Laparoscopic umbilical hernia surgery is a gentle procedure: there is less pain afterwards than after open surgery. In addition, the risk of wound infections is lower, and patients are faster physically recoverable.
Open umbilical operation with a small umbilical hernia
In a small, uncomplicated fracture, the surgeon places an arcuate incision around the umbilicus, loosens the hernia sac off the umbilical, slides it back, and then wears it off. Then he closes the opening of the fracture (umbilical hernia) with a suture. He sews the skin incision with special suture techniques, so that thereafter only a barely visible skin scar remains.
Open umbilical hernia surgery with large umbilical hernia
For very large hernias or recurring fractures, it makes sense to additionally sew in a plastic net. It stabilizes the abdominal wall and prevents new umbilical hernias.
In very overweight patients, the navel can be completely removed during the fat reduction (omphalectomy).
Umbilical hernia surgery: complications
As with any surgery, hematomas or serums (fluid retention) can also form in umbilical hernia surgery. In addition, there is a risk of wound infection in principle. It is larger in an open operation than in a closed one.
A repeated umbilical hernia (recurrence) is rare. Particularly susceptible are overweight patients.
Umbilical hernia: Procedure for complications
For smaller bruises, for example, cooling compresses help. Major bruising that develops rapidly after umbilical hernia surgery should be surgically removed. This can speed up the healing process.
Seromas occur more frequently when a plastic mesh has been sutured for stabilization. Smaller fluid accumulations are absorbed by the body. Larger seromas can be punctured using ultrasound with a needle and so removed.
A wound infection is always a danger to the durability of the abdominal wall suture. The doctor may reopen the suture to limit the infection early. He can also prescribe antibiotics.

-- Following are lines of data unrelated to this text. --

// Copyright 2025 Chisomo Makombo Sakala
//
// Licensed under the Apache License, Version 2.0 (the "License");
// you may not use this file except in compliance with the License.
// You may obtain a copy of the License at
//
//     http://www.apache.org/licenses/LICENSE-2.0
//
// Unless required by applicable law or agreed to in writing, software
// distributed under the License is distributed on an "AS IS" BASIS,
// WITHOUT WARRANTIES OR CONDITIONS OF ANY KIND, either express or implied.
// See the License for the specific language governing permissions and
// limitations under the License.
use crate::error::FileError;
use std::fs;
use std::io::Write;
use std::path::Path;
use tempfile::NamedTempFile;

/// Reads the whole input file.
pub fn read_source(path: &Path) -> Result<String, FileError> {
  fs::read_to_string(path).map_err(|source| FileError::Read {
    path: path.to_path_buf(),
    source,
  })
}

/// Replaces `path` with `contents` without ever leaving a partial file.
///
/// The data is written to a temporary file next to `path` and renamed over
/// it. An existing file keeps its permissions.
pub fn write_atomic(path: &Path, contents: &str) -> Result<(), FileError> {
  let dir = match path.parent() {
    Some(parent) if !parent.as_os_str().is_empty() => parent,
    _ => Path::new("."),
  };

  let mut temp = NamedTempFile::new_in(dir).map_err(|source| FileError::CreateTemp {
    dir: dir.to_path_buf(),
    source,
  })?;

  let write_err = |source: std::io::Error| FileError::Write {
    path: path.to_path_buf(),
    source,
  };
  temp.write_all(contents.as_bytes()).map_err(write_err)?;
  temp.as_file().sync_all().map_err(write_err)?;

  if let Ok(metadata) = fs::metadata(path) {
    temp
      .as_file()
      .set_permissions(metadata.permissions())
      .map_err(write_err)?;
  }

  temp.persist(path).map_err(|e| FileError::Persist {
    path: path.to_path_buf(),
    source: e.error,
  })?;

  tracing::debug!("Replaced {}", path.display());
  Ok(())
}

Umbilical hernia: Resilience after surgery
How fast someone is physically resilient after an umbilical hernia surgery depends on the individual case. The attending physician will give the patient individual tips. In general: A healing suture is stable only after three to four months. During this period, strong physical exertion (for example, lifting heavy loads) should be avoided. For small umbilical hernias, mild physical activity is possible about three weeks after the umbilical hernia surgery. If at the Umbilical hernia surgery a plastic net was sewn, this is largely stable after 24 to 72 hours and no longer displaceable. Depending on their occupation, patients can be resuscitated seven to 14 days after surgery.